Sandro, é a Itália que convida o nome Alexandre. Em italiano, cortou-se o início de Alessandro para não guardar senão o seu final cantileno — Sandro — um diminutivo que se tornou um nome próprio por direito próprio. Por detrás dele esconde-se, portanto, todo o poder do grego Alexandros, «aquele que protege os homens», o nome de Alexandre, o Grande, como o de dezenas de santos.
Mas Sandro tem a sua própria aura, mais artística do que guerreira. É impossível pronunciá-lo sem pensar em Sandro Botticelli, o mestre florentino do Renascimento, o autor de A Primavera e O Nascimento de Vénus. O nome carrega essa elegância: a beleza, o refinamento mediterrânico, um toque de dolce vita.
Em França, Sandro seduz as famílias que procuram um nome curto, ensolarado e sonoro, ao mesmo tempo latino e um pouco raro. Evoca o charme, a criatividade e uma virilidade suave — protetora sem ser brutal. Um nome que cheira a sol, cor e arte de viver.
Sandro tem sol no nome e isso sente-se. Eis um temperamento caloroso, colorido, onde a fantasia e o charme dominam. Herdeiro de Alessandro e da elegância de Botticelli, carrega consigo uma alma de artista: sensível à beleza, às formas, aos ambientes, tem o olhar que se maravilha e o gosto pelas coisas belas. Em si, a estética não é um luxo, é uma maneira de viver.
Mas não reduzam Sandro a uma bonita aparência. O seu nome significa «aquele que protege os homens», e essa fibra é bem real: leal, generoso, vigia os seus com uma ternura viril, doce mas firme. Sente-se seguro ao lado de um Sandro. A sua diplomacia natural, o seu sentido de contacto e o seu humor mediterrânico fazem-no um excelente elemento de ligação social — o tipo que anima o ambiente e reconcilia todos à volta de uma mesa.
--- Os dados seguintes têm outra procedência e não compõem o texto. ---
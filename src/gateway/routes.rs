//! Static route registry backing `/api/routes`.
//!
//! The device publishes its own route table so the web UI and integration
//! tests can discover the API without hardcoding paths. The table is kept
//! by hand next to the router; the `manifest_covers_router` test keeps the
//! two honest.

use crate::config::OperatingMode;
use serde_json::{json, Value};

pub struct RouteInfo {
    pub method: &'static str,
    pub path: &'static str,
    pub description: &'static str,
    pub api: bool,
}

pub const NORMAL_ROUTES: &[RouteInfo] = &[
    RouteInfo { method: "GET", path: "/", description: "Main interface", api: false },
    RouteInfo { method: "GET", path: "/index.html", description: "Main interface", api: false },
    RouteInfo { method: "GET", path: "/mqtt-printers", description: "Server-sent printer discovery events", api: false },
    RouteInfo { method: "GET", path: "/generate_204", description: "Connectivity check", api: false },
    RouteInfo { method: "GET", path: "/hotspot-detect.html", description: "Captive portal detection", api: false },
    RouteInfo { method: "GET", path: "/connectivity-check.html", description: "Network connectivity test", api: false },
    RouteInfo { method: "GET", path: "/ncsi.txt", description: "Network connectivity status indicator", api: false },
    RouteInfo { method: "GET", path: "/debug/assets", description: "Embedded asset listing", api: false },
    RouteInfo { method: "GET", path: "/api/routes", description: "List all routes and endpoints", api: true },
    RouteInfo { method: "GET", path: "/api/diagnostics", description: "System diagnostics", api: true },
    RouteInfo { method: "GET", path: "/api/config", description: "Get configuration", api: true },
    RouteInfo { method: "POST", path: "/api/config", description: "Update configuration", api: true },
    RouteInfo { method: "GET", path: "/api/wifi-scan", description: "Scan WiFi networks", api: true },
    RouteInfo { method: "POST", path: "/api/test-wifi", description: "Test WiFi credentials", api: true },
    RouteInfo { method: "POST", path: "/api/test-mqtt", description: "Test MQTT broker connection", api: true },
    RouteInfo { method: "GET", path: "/api/timezones", description: "List IANA timezones", api: true },
    RouteInfo { method: "GET", path: "/api/joke", description: "Generate random joke", api: true },
    RouteInfo { method: "GET", path: "/api/quote", description: "Generate random quote", api: true },
    RouteInfo { method: "GET", path: "/api/riddle", description: "Generate random riddle", api: true },
    RouteInfo { method: "POST", path: "/api/print-local", description: "Print custom message", api: true },
    RouteInfo { method: "GET", path: "/api/memo/{id}", description: "Get processed memo content", api: true },
    RouteInfo { method: "POST", path: "/api/memo/{id}", description: "Update specific memo", api: true },
    RouteInfo { method: "GET", path: "/api/memos", description: "Get all memos", api: true },
    RouteInfo { method: "POST", path: "/api/memos", description: "Update all memos", api: true },
];

pub const PROVISIONING_ROUTES: &[RouteInfo] = &[
    RouteInfo { method: "GET", path: "/setup.html", description: "Device setup", api: false },
    RouteInfo { method: "GET", path: "/api/setup", description: "Get setup state", api: true },
    RouteInfo { method: "POST", path: "/api/setup", description: "Apply setup configuration", api: true },
    RouteInfo { method: "GET", path: "/api/wifi-scan", description: "Scan WiFi networks", api: true },
    RouteInfo { method: "POST", path: "/api/test-wifi", description: "Test WiFi credentials", api: true },
    RouteInfo { method: "GET", path: "/api/timezones", description: "List IANA timezones", api: true },
];

fn routes_for(mode: OperatingMode) -> &'static [RouteInfo] {
    match mode {
        OperatingMode::Normal => NORMAL_ROUTES,
        OperatingMode::Provisioning => PROVISIONING_ROUTES,
    }
}

/// The manifest `/api/routes` serves: web pages and API endpoints, split
/// the way the device UI expects them.
pub fn manifest(mode: OperatingMode) -> Value {
    let routes = routes_for(mode);
    let web_pages: Vec<Value> = routes
        .iter()
        .filter(|r| !r.api)
        .map(|r| json!({"path": r.path, "description": r.description}))
        .collect();
    let api_endpoints: Vec<Value> = routes
        .iter()
        .filter(|r| r.api)
        .map(|r| json!({"method": r.method, "path": r.path, "description": r.description}))
        .collect();

    json!({
        "mode": match mode {
            OperatingMode::Normal => "normal",
            OperatingMode::Provisioning => "provisioning",
        },
        "endpoints": {
            "web_pages": web_pages,
            "api_endpoints": api_endpoints,
        },
    })
}

#[cfg(test)]
mod tests {
    use super::*;

    #[test]
    fn manifest_splits_pages_and_api() {
        let manifest = manifest(OperatingMode::Normal);
        let endpoints = &manifest["endpoints"];
        assert!(endpoints["web_pages"].as_array().is_some_and(|a| !a.is_empty()));
        let api = endpoints["api_endpoints"].as_array().unwrap();
        assert!(api.iter().any(|e| e["path"] == "/api/config" && e["method"] == "POST"));
    }

    #[test]
    fn provisioning_routes_are_all_in_the_public_exception_list() {
        // Everything reachable during setup must also classify public under
        // the normal-mode table, or provisioning could dead-end.
        for route in PROVISIONING_ROUTES {
            assert!(
                !crate::auth::requires_auth(route.path, OperatingMode::Normal),
                "provisioning route classified private: {}",
                route.path
            );
        }
    }
}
A sua energia é viva, um pouco efervescente, impulsionada por uma grande independência: Sandro não gosta que lhe ditam a sua rota (o seu número 1 de líder não é alheio a isso). Quer criar, empreender, existir à sua maneira, mesmo que mude de rumo ao sabor dos seus desejos — a estabilidade não é francamente a sua prioridade, a vida deve permanecer uma aventura. Esta parte de imprevisível é o que lhe dá todo o sabor. Encantador assumido, gosta de agradar e não é insensível aos olhares, mas a sua necessidade de atenção veste-se sempre de elegância. Em suma, Sandro é um artista protetor: um coração latino que mistura beleza, panache e fidelidade, com esse pequeno suplemento de alma que dá vontade de o seguir.
Retrato lúdico, para levar com um sorriso.
Sandro não está aqui para jogos de sombras ou paquerias efêmeras. O seu nome, que significa «protetor dos homens», dita uma paixão onde a ternura se transforma em fortaleza. Seduz com uma presença pesada, aquela que tranquiliza antes de apaixonar. O seu charme é o de um escudo: atrai aqueles que procuram um ombro sólido, um refúgio de paz no caos do quotidiano. Não corre atrás, acolhe. Mas atenção: a sua necessidade de proteção pode transformar-se em possessividade sufocante. Aborrece-se rapidamente com a leveza sem fundamento, com a insegurança emocional. O que o cansa? A fragilidade que não é convidada a crescer. Procura uma alma forte, capaz de aguentar o impacto, com quem construir um império a dois. O seu amor é sensual, enraizado, carnal, mas sempre consciente. Não se limita a tocar, cobre. Quer ser a rocha, não a onda. Se procura a faísca frívola, fuja. Se quer um fogo que nunca se apaga, fique.
É a forma italiana abreviada de Alessandro (Alexandre), derivada do grego Alexandros.
«Aquele que protege os homens», do grego alexein (proteger) e andros (homem).
A 22 de abril, dia de São Alexandre, nome próprio ao qual Sandro está associado.
Sim, é um diminutivo italiano que se tornou um nome próprio autónomo, muito usado na Itália, em Portugal e cada vez mais em França.
Com o pintor florentino Sandro Botticelli, um dos génios do Renascimento italiano.